Fair enough, a woman who drinks and smokes during her pregnancy or doesn’t stay on her diet can’t go to jail for murder if the pregnancy ends abruptly… but what about a woman who takes birth control? Remember conception happens outside the womb, the fertilized egg then implants (or not) in the womb. Most hormonal birth control prevents the fertilized egg from sticking to the uterine wall. By preventing this, the woman on birth control is “directly” intervening to prevent a pregnancy from continuing. The same could go for IUDs that create an inhospitable environment for the new “person” in the womb. It’s unclear, to say the least if using many of the most common and safe forms of contraception could be seen as a crime by an overzealous judge. Believe me after Citizen’s United, we Progressives have ample evidence of what damage a runaway court can do, and again don’t tell me prosecutors won’t bring these cases or judges will throw them out. Sure there won’t be many, at first, in the sense that birth control might be illegal and women and their doctors may have to seek contraception outside the law and would thus have to hide their actions, so there may be less murder and more smuggling cases. Who knows. We’re going into uncharted territory. What happens the first time or the fiftieth time that an aggrieved husband claims his estranged wife killed their child with birth control she bought in gasp, Maryland? The party that rails against nuisance lawsuits when they target corporations is all for opening up some of the most intimate decisions a woman or a couple can make to the tender ministration of the Courts. So this is what they mean by small government and tort reform.
And, what about section 7? What happens to all the “people” that routinely get produced as byproducts of fertility treatments? Doctors often implant numerous fertilized eggs, sometimes this results in large numbers of embryos in the womb. Can the mother look forward to a government official being part of any decision she and her family might make about reducing that number?
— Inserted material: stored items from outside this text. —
use std::str::FromStr;

use strum_macros::{EnumIter, EnumString};
use thiserror::Error;

#[derive(Error, Debug)]
#[error("unknown register: {0}")]
pub struct UnknownRegister(pub String);

/// The six usable general-purpose registers plus $zero, each with a
/// fixed 4-bit code.
#[derive(EnumString, EnumIter, Debug, Clone, Copy, PartialEq, Eq)]
pub enum Register {
    #[strum(serialize = "$zero")]
    Zero = 0,
    #[strum(serialize = "$t0")]
    T0 = 1,
    #[strum(serialize = "$t1")]
    T1 = 2,
    #[strum(serialize = "$t2")]
    T2 = 3,
    #[strum(serialize = "$t3")]
    T3 = 4,
    #[strum(serialize = "$t4")]
    T4 = 5,
    #[strum(serialize = "$sp")]
    Sp = 6,
}

impl Register {
    /// Name lookup with the historical fallback: anything outside the
    /// register set encodes as $zero.
    pub fn lenient(name: &str) -> Register {
        Register::from_str(name).unwrap_or(Register::Zero)
    }

    pub fn strict(name: &str) -> Result<Register, UnknownRegister> {
        Register::from_str(name).map_err(|_| UnknownRegister(name.to_owned()))
    }

    pub fn code(self) -> u32 {
        self as u32
    }
}
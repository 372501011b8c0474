use thiserror::Error;

/// Assembly failures. Every variant is fatal for the whole run; the
/// driver attaches the offending line number via anyhow context.
#[derive(Error, Debug)]
pub enum AsmError {
    #[error("unsupported instruction: {0}")]
    UnsupportedInstruction(String),

    #[error("{mnemonic} expects {expected} operands, found {found}")]
    OperandCount {
        mnemonic: String,
        expected: usize,
        found: usize,
    },

    #[error("couldn't parse numeric operand: {0}")]
    NumericConversion(String),

    #[error("line references more than one label: {0}")]
    AmbiguousLabel(String),
}
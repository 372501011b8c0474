use indexmap::IndexMap;

/// Label keys have their leading zeros stripped, so a numeric label
/// like 003 is looked up as 3.
pub fn normalize(name: &str) -> &str {
    name.trim_start_matches('0')
}

/// Label name to resolved position in the label-free line stream.
/// Built during pass one, read-only afterwards.
#[derive(Debug, Clone, Default)]
pub struct Labels {
    labels: IndexMap<String, usize>,
}

impl Labels {
    pub fn new() -> Self {
        Self {
            labels: IndexMap::new(),
        }
    }

    pub fn add(&mut self, key: &str, target: usize) {
        self.labels.insert(normalize(key).to_owned(), target);
    }

    pub fn lookup(&self, key: &str) -> Option<usize> {
        self.labels.get(normalize(key)).copied()
    }

    pub fn len(&self) -> usize {
        self.labels.len()
    }

    pub fn is_empty(&self) -> bool {
        self.labels.is_empty()
    }
}
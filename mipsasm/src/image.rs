use std::fmt::Write;

use anyhow::Result;

use crate::constants::{IMAGE_HEADER, MIN_WIDTH};
use crate::pass_two::AssembledLine;

/// Left-pad with the field-fill character to the minimum width.
pub fn zfill(text: &str, width: usize) -> String {
    if text.len() >= width {
        text.to_owned()
    } else {
        format!("{}{}", "0".repeat(width - text.len()), text)
    }
}

/// The resolved, label-free program text, one instruction per line.
pub fn render_listing(lines: &[AssembledLine]) -> Result<String> {
    let mut listing = String::new();

    for line in lines {
        writeln!(&mut listing, "{}", zfill(&line.resolved.to_string(), MIN_WIDTH))?;
    }

    Ok(listing)
}

/// The final memory image: header token, then one hex word per line.
pub fn render_image(lines: &[AssembledLine]) -> Result<String> {
    let mut image = String::new();

    writeln!(&mut image, "{}", IMAGE_HEADER)?;
    for line in lines {
        writeln!(&mut image, "{}", line.word)?;
    }

    Ok(image)
}

#[cfg(test)]
mod tests {
    use libmips::op::Opcode;
    use libmips::register::Register;
    use libmips::word::Word;

    use crate::pass_two::ResolvedLine;

    use super::*;

    fn assembled(mnemonic: &str, operands: &[&str], word: Word) -> AssembledLine {
        AssembledLine {
            resolved: ResolvedLine {
                index: 0,
                mnemonic: mnemonic.to_owned(),
                operands: operands.iter().map(|o| o.to_string()).collect(),
            },
            word,
        }
    }

    #[test]
    fn zfill_pads_short_text_only() {
        assert_eq!(zfill("j 8", 5), "00j 8");
        assert_eq!(zfill("e66ff", 5), "e66ff");
        assert_eq!(zfill("addi $sp,$sp,-1", 5), "addi $sp,$sp,-1");
    }

    #[test]
    fn image_starts_with_the_header() {
        let lines = vec![
            assembled(
                "addi",
                &["$sp", "$sp", "-1"],
                Word::i_type(Opcode::Addi, Register::Sp, Register::Sp, -1),
            ),
            assembled("j", &["3"], Word::j_type(Opcode::J, 3)),
        ];

        let image = render_image(&lines).unwrap();

        assert_eq!(image, "v2.0 raw\ne66ff\n30300\n");
    }

    #[test]
    fn listing_renders_resolved_lines() {
        let lines = vec![
            assembled(
                "addi",
                &["$sp", "$sp", "-1"],
                Word::i_type(Opcode::Addi, Register::Sp, Register::Sp, -1),
            ),
            assembled("j", &["8"], Word::j_type(Opcode::J, 8)),
        ];

        let listing = render_listing(&lines).unwrap();

        assert_eq!(listing, "addi $sp,$sp,-1\n00j 8\n");
    }
}
use num_derive::FromPrimitive;
use strum_macros::{EnumIter, EnumString};

/// Instruction formats. All three encode to a 20-bit word.
#[derive(Debug, Clone, Copy, PartialEq, Eq)]
pub enum Format {
    R,
    I,
    J,
}

/// The instruction set. Discriminants are the 4-bit opcodes and cover
/// the full nibble range, so any opcode field decodes to exactly one
/// mnemonic.
#[derive(FromPrimitive, EnumString, EnumIter, Debug, Clone, Copy, PartialEq, Eq)]
#[strum(serialize_all = "lowercase")]
pub enum Opcode {
    Sw = 0b0000,
    And = 0b0001,
    Andi = 0b0010,
    J = 0b0011,
    Nor = 0b0100,
    Or = 0b0101,
    Sll = 0b0110,
    Lw = 0b0111,
    Subi = 0b1000,
    Add = 0b1001,
    Ori = 0b1010,
    Srl = 0b1011,
    Beq = 0b1100,
    Sub = 0b1101,
    Addi = 0b1110,
    Bneq = 0b1111,
}

impl Opcode {
    pub fn format(self) -> Format {
        match self {
            Opcode::Add
            | Opcode::Sub
            | Opcode::And
            | Opcode::Or
            | Opcode::Nor
            | Opcode::Sll
            | Opcode::Srl => Format::R,
            Opcode::J => Format::J,
            _ => Format::I,
        }
    }

    pub fn code(self) -> u32 {
        self as u32
    }

    pub fn is_branch(self) -> bool {
        matches!(self, Opcode::Beq | Opcode::Bneq)
    }

    pub fn is_jump(self) -> bool {
        self == Opcode::J
    }

    pub fn is_shift(self) -> bool {
        matches!(self, Opcode::Sll | Opcode::Srl)
    }

    pub fn is_load_store(self) -> bool {
        matches!(self, Opcode::Lw | Opcode::Sw)
    }
}
use anyhow::Result;

/// Split a source line into its mnemonic and operands. Commas count as
/// whitespace, so `add $t0, $t1,$t2` and `add $t0 $t1 $t2` tokenize
/// identically.
pub fn tokenize(line: &str) -> Result<(String, Vec<String>)> {
    let mut tokens = line
        .replace(',', " ")
        .split_whitespace()
        .map(str::to_owned)
        .collect::<Vec<_>>();

    if tokens.is_empty() {
        return Err(anyhow::Error::msg(format!("nothing to tokenize: {:?}", line)));
    }

    let mnemonic = tokens.remove(0);
    Ok((mnemonic, tokens))
}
What about freezing embryos, do the fertilized eggs get a legal guardian? Can the couple be charged with child neglect if they fail to pay for the lab work? Is it legal to freeze a person without their consent? What would be the impact on stem cell research? Would a doctor who performs a risky procedure like amniocentesis that results in an unintended abortion be liable for involuntary manslaughter? None of this is addressed in the legislation and to think such cases won’t come up is absurd.
This bill along with the raft of other anti-choice bills that have made this session one of the worst in recent memory for women’s rights is part of an overall plan to make abortion and birth control effectively unavailable for women in Virginia. Similar language has failed in public referendums in Colorado and that liberal bastion Mississippi. If put to a popular vote here, I am confident the people of the Commonwealth would reject it out of hand, but the radicals and partisans in the GA and the Governor’s office would like to push this through by mean force. In doing so they are also opening a gaping breach in the law that judges and lawyers and magistrates across Virginia will be asked to plug piecemeal. It’s time to let them know that that is as bad an idea as conferring personhood on a bundle of undifferentiated cells in the first place. On behalf of the Board of Directors of the Alliance for Progressive Values I urge the legislators and the Governor to stop and consider the many unforeseen ramifications of this dangerous bill. Please say NO to HB1.